Single by SleazyWorld Go featuring Offset
- Released: June 17, 2022
- Length: 2:17
- Label: SleazyWorld, Island
- Songwriters: Joseph Isaac; Kiari Cephus; Robert McCoy Jr.;
- Producer: Rage Santana

SleazyWorld Go singles chronology
| "Sleazy Flow (Remix)" (2022) | "Step 1" (2022) | "India Me" (2022) |

Offset singles chronology
| "Cake" (2022) | "Step 1" (2022) | "New to You" (2022) |

Music video
- "Step 1" on YouTube

= Step 1 (song) =

Single by SleazyWorld Go and Offset

"Step 1" is a song by American rappers SleazyWorld Go and Offset. It was released on June 17, 2022 and was produced by Rage Santana. The song gained attention on the video-sharing app TikTok.

==Background==
In an interview with Billboard, SleazyWorld Go spoke about his collaboration of the song: "Offset actually reached out to me. He likes my music and believes in my sound. He thinks I'm next up and I fuck with whoever fuck with me. I fuck with Offset. It was my record at first, but he liked it and heard it from a TikTok I did. He wanted to hop on there."
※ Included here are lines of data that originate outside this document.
//! # Transport Abstraction
//!
//! A minimal, synchronous interface for one buffered request/response
//! exchange.
//!
//! - **Document-oriented**: the transport moves opaque XML text; it never
//!   interprets the payload.
//! - **One shot**: each exchange is an independent POST with the full body
//!   buffered both ways. Pooling and TLS configuration live inside the HTTP
//!   client, not in this contract.

use std::time::Duration;

use tracing::trace;

use crate::error::TransportError;

pub type Result<T> = std::result::Result<T, TransportError>;

/// Content type every exchange is posted with.
pub const CONTENT_TYPE: &str = "text/xml; charset=\"utf-8\"";

/// A mechanism to post a request document and read back the reply document.
///
/// Object-safe so engines can hold `Box<dyn Transport>`.
pub trait Transport: Send + Sync {
    /// Sends the serialized document and blocks until the full reply body has
    /// been read or the exchange fails.
    fn exchange(&self, body: &str) -> Result<String>;
}

/// HTTP POST transport backed by a blocking `reqwest` client.
///
/// The endpoint is fixed at construction and read-only afterwards, so a
/// single instance may be shared across threads.
pub struct HttpTransport {
    endpoint: String,
    client: reqwest::blocking::Client,
}

impl HttpTransport {
    /// The protocol has no liveness signal of its own, so every request
    /// carries a timeout.
    pub const DEFAULT_TIMEOUT: Duration = Duration::from_secs(30);

    pub fn new(endpoint: impl Into<String>) -> Result<Self> {
        Self::with_timeout(endpoint, Self::DEFAULT_TIMEOUT)
    }

    pub fn with_timeout(endpoint: impl Into<String>, timeout: Duration) -> Result<Self> {
        let client = reqwest::blocking::Client::builder()
            .timeout(timeout)
            .build()
            .map_err(|e| TransportError::Io(e.to_string()))?;
        Ok(Self {
            endpoint: endpoint.into(),
            client,
        })
    }

    pub fn endpoint(&self) -> &str {
        &self.endpoint
    }
}

impl Transport for HttpTransport {
    fn exchange(&self, body: &str) -> Result<String> {
        trace!(endpoint = %self.endpoint, bytes = body.len(), "posting request document");
        let response = self
            .client
            .post(&self.endpoint)
            .header(reqwest::header::CONTENT_TYPE, CONTENT_TYPE)
            .body(body.to_owned())
            .send()
            .map_err(classify)?;
        let status = response.status();
        if !status.is_success() {
            return Err(TransportError::Status(status.as_u16()));
        }
        response.text().map_err(classify)
    }
}

fn classify(err: reqwest::Error) -> TransportError {
    if err.is_timeout() {
        TransportError::Timeout
    } else if err.is_connect() {
        TransportError::Connection(err.to_string())
    } else {
        TransportError::Io(err.to_string())
    }
}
SleazyWorld previewed the song on social media before its release. The song gained significant traction on TikTok, where it gave rise to a trend of its own.

==Charts==

Chart performance for "Step 1"
| Chart (2022) | Peak position |
|---|---|
| US Bubbling Under Hot 100 (Billboard) | 22 |
| US Hot R&B/Hip-Hop Songs (Billboard) | 50 |

===Certifications===

| Region | Certification | Certified units/sales |
| United States (RIAA) | Gold | 500,000^{‡} |
^{‡} Sales+streaming figures based on certification alone.